Abstract

Abstract According to Karl Jaspers’s theory of the Axial age, many important cultures in the world experienced a “transcendental breakthrough” between 800 and 200 BCE; no more transformations occurred until Martin Luther’s Protestant Reformation in the sixteenth century, which eventually ushered in the modern era. The implication of this theory is that only the West had a second cultural breakthrough, thus rendering moot the discussion of a third Confucian epoch. But, in reality, Confucianism had a second breakthrough during the Song—Ming period (tenth to seventeenth centuries) and spread from China to East Asia; this new form of Confucianism is called “neo-Confucianism” by Western scholars.

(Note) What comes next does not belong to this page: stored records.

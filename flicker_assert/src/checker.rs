// Copyright 2026 the Flicker Authors
// SPDX-License-Identifier: Apache-2.0 OR MIT

//! Rule groups evaluated over a trace.
//!
//! An [`AssertionChecker`] collects named rules into groups separated by
//! [`then`](AssertionChecker::then) checkpoints, optionally narrows which
//! snapshots are looked at, and finally runs [`test`](AssertionChecker::test).
//!
//! With a single group, every selected snapshot is checked against every rule
//! and every failing (rule, snapshot) pair is reported.
//!
//! With several groups, the groups describe consecutive phases. Snapshots are
//! checked against the active group. Once the active group has held on at
//! least one snapshot, a snapshot that fails it moves the checker on if the
//! next group holds there; otherwise the active group's failures for that
//! snapshot are reported and checking continues with the next snapshot.
//! Finishing the trace before the last group became active is itself a
//! failure.
//!
//! Reported failures carry the name of the rule that produced them.

use alloc::boxed::Box;
use alloc::format;
use alloc::string::String;
use alloc::vec::Vec;
use core::fmt;

use flicker_core::{QueryResult, Snapshot, Trace};

/// A named predicate over one snapshot.
pub struct Assertion<'a> {
    name: String,
    predicate: Box<dyn Fn(&Snapshot) -> QueryResult + 'a>,
}

impl<'a> Assertion<'a> {
    /// Creates a named rule.
    pub fn new(
        name: impl Into<String>,
        predicate: impl Fn(&Snapshot) -> QueryResult + 'a,
    ) -> Self {
        Self {
            name: name.into(),
            predicate: Box::new(predicate),
        }
    }

    /// Display name of the rule.
    #[must_use]
    pub fn name(&self) -> &str {
        &self.name
    }

    /// Evaluates the rule on `snapshot`.
    #[must_use]
    pub fn evaluate(&self, snapshot: &Snapshot) -> QueryResult {
        (self.predicate)(snapshot)
    }
}

impl fmt::Debug for Assertion<'_> {
    fn fmt(&self, f: &mut fmt::Formatter<'_>) -> fmt::Result {
        f.debug_struct("Assertion")
            .field("name", &self.name)
            .finish_non_exhaustive()
    }
}

#[derive(Clone, Copy, Debug, Default, PartialEq, Eq)]
enum Selection {
    #[default]
    All,
    Range {
        from: i64,
        to: i64,
    },
    First,
    Last,
}

/// Groups of rules plus a snapshot selection.
#[derive(Debug, Default)]
pub struct AssertionChecker<'a> {
    groups: Vec<Vec<Assertion<'a>>>,
    selection: Selection,
    skip_until_first_assertion: bool,
}

impl<'a> AssertionChecker<'a> {
    /// Creates a checker with no rules.
    #[must_use]
    pub fn new() -> Self {
        Self::default()
    }

    /// Adds a rule to the current group.
    pub fn add(
        &mut self,
        name: impl Into<String>,
        predicate: impl Fn(&Snapshot) -> QueryResult + 'a,
    ) -> &mut Self {
        let assertion = Assertion::new(name, predicate);
        match self.groups.last_mut() {
            Some(group) => group.push(assertion),
            None => self.groups.push(alloc::vec![assertion]),
        }
        self
    }

    /// Starts a new group; later rules must hold after the current ones.
    ///
    /// Calling this before any rule, or twice in a row, is a no-op.
    pub fn then(&mut self) -> &mut Self {
        if self.groups.last().is_some_and(|g| !g.is_empty()) {
            self.groups.push(Vec::new());
        }
        self
    }

    /// Only checks snapshots with timestamps in `from..=to`.
    pub fn filter_by_range(&mut self, from: i64, to: i64) -> &mut Self {
        self.selection = Selection::Range { from, to };
        self
    }

    /// Only checks the first snapshot.
    pub fn check_first(&mut self) -> &mut Self {
        self.selection = Selection::First;
        self
    }

    /// Only checks the last snapshot.
    pub fn check_last(&mut self) -> &mut Self {
        self.selection = Selection::Last;
        self
    }

    /// Ignores leading snapshots until the first group holds.
    pub fn skip_until_first_assertion(&mut self) -> &mut Self {
        self.skip_until_first_assertion = true;
        self
    }

    /// Number of rules across all groups.
    #[must_use]
    pub fn rule_count(&self) -> usize {
        self.groups.iter().map(Vec::len).sum()
    }

    fn select<'t>(&self, trace: &'t Trace) -> Vec<&'t Snapshot> {
        match self.selection {
            Selection::All => trace.entries().iter().collect(),
            Selection::Range { from, to } => trace.range(from, to).collect(),
            Selection::First => trace.first().into_iter().collect(),
            Selection::Last => trace.last().into_iter().collect(),
        }
    }

    /// Runs every rule and returns the failures.
    ///
    /// An empty return value means the trace satisfies the checker.
    #[must_use]
    pub fn test(self, trace: &Trace) -> Vec<QueryResult> {
        let groups: Vec<&[Assertion<'a>]> = self
            .groups
            .iter()
            .filter(|g| !g.is_empty())
            .map(Vec::as_slice)
            .collect();
        let Some(&first_group) = groups.first() else {
            return Vec::new();
        };

        let mut snapshots = self.select(trace);
        let last_timestamp = snapshots.last().map_or(0, |s| s.timestamp());
        if snapshots.is_empty() {
            return alloc::vec![QueryResult::failed(
                0,
                group_name(first_group),
                "no snapshots selected",
            )];
        }

        if self.skip_until_first_assertion {
            let start = snapshots
                .iter()
                .position(|s| failures_of(first_group, s).is_empty());
            match start {
                Some(start) => {
                    snapshots.drain(..start);
                }
                None => return alloc::vec![never_became_true(last_timestamp, first_group)],
            }
        }

        let mut failures = Vec::new();
        if groups.len() == 1 {
            for snapshot in snapshots {
                failures.extend(failures_of(first_group, snapshot));
            }
            return failures;
        }

        let mut active = 0;
        // A phase can only end after it has held at least once.
        let mut active_held = false;
        for snapshot in snapshots {
            let current = failures_of(groups[active], snapshot);
            if current.is_empty() {
                active_held = true;
                continue;
            }
            if active_held
                && let Some(&next) = groups.get(active + 1)
                && failures_of(next, snapshot).is_empty()
            {
                active += 1;
                continue;
            }
            failures.extend(current);
        }

        if let Some(&next) = groups.get(active + 1) {
            failures.push(never_became_true(last_timestamp, next));
        }
        failures
    }
}

fn failures_of(group: &[Assertion<'_>], snapshot: &Snapshot) -> Vec<QueryResult> {
    group
        .iter()
        .filter_map(|a| {
            let mut result = a.evaluate(snapshot);
            if result.success {
                return None;
            }
            result.assertion_name = String::from(a.name());
            Some(result)
        })
        .collect()
}

fn group_name(group: &[Assertion<'_>]) -> String {
    let names: Vec<&str> = group.iter().map(Assertion::name).collect();
    names.join(" and ")
}

fn never_became_true(timestamp: i64, group: &[Assertion<'_>]) -> QueryResult {
    let name = group_name(group);
    let reason = format!("Assertion never became true: {name}");
    QueryResult::failed(timestamp, name, reason)
}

The third Confucian epoch is a forward-looking concept that uses the lexicon of Western science and democracy to trace Confucianism’s philosophical transformation from a Chinese tradition into a part of world culture, and the integration of Mencian and Xunzian thought has to be treated in this light. Faced with Western cultural challenges, modern Confucianism has broken new ground in many ways. Mou Zongsan 牟宗三 is Mencian (as represented by Lu Xiangshan 陸象山, Wang Yangming 王陽明, and Liu Jishan 劉蕺山) in spirit and Xunzian (as represented by Zhu Xi 朱熹) in practice. Li Zehou 李澤厚, by contrast, exhorts us to talk the Mencian talk but walk the Xunzian walk; this contradictory stratagem, which he thinks will lead to a brighter and healthier future, only accentuates the power of Mencius 孟子 as a philosopher of the mind. Mencius and Xunzi 荀子 are very important in a modern deconstruction of Confucianism and the integration of their thought may very well become the impetus for another transcendental breakthrough. Is integration possible? How should they be integrated? We await the results of Confucian scholars’ open-minded explorations.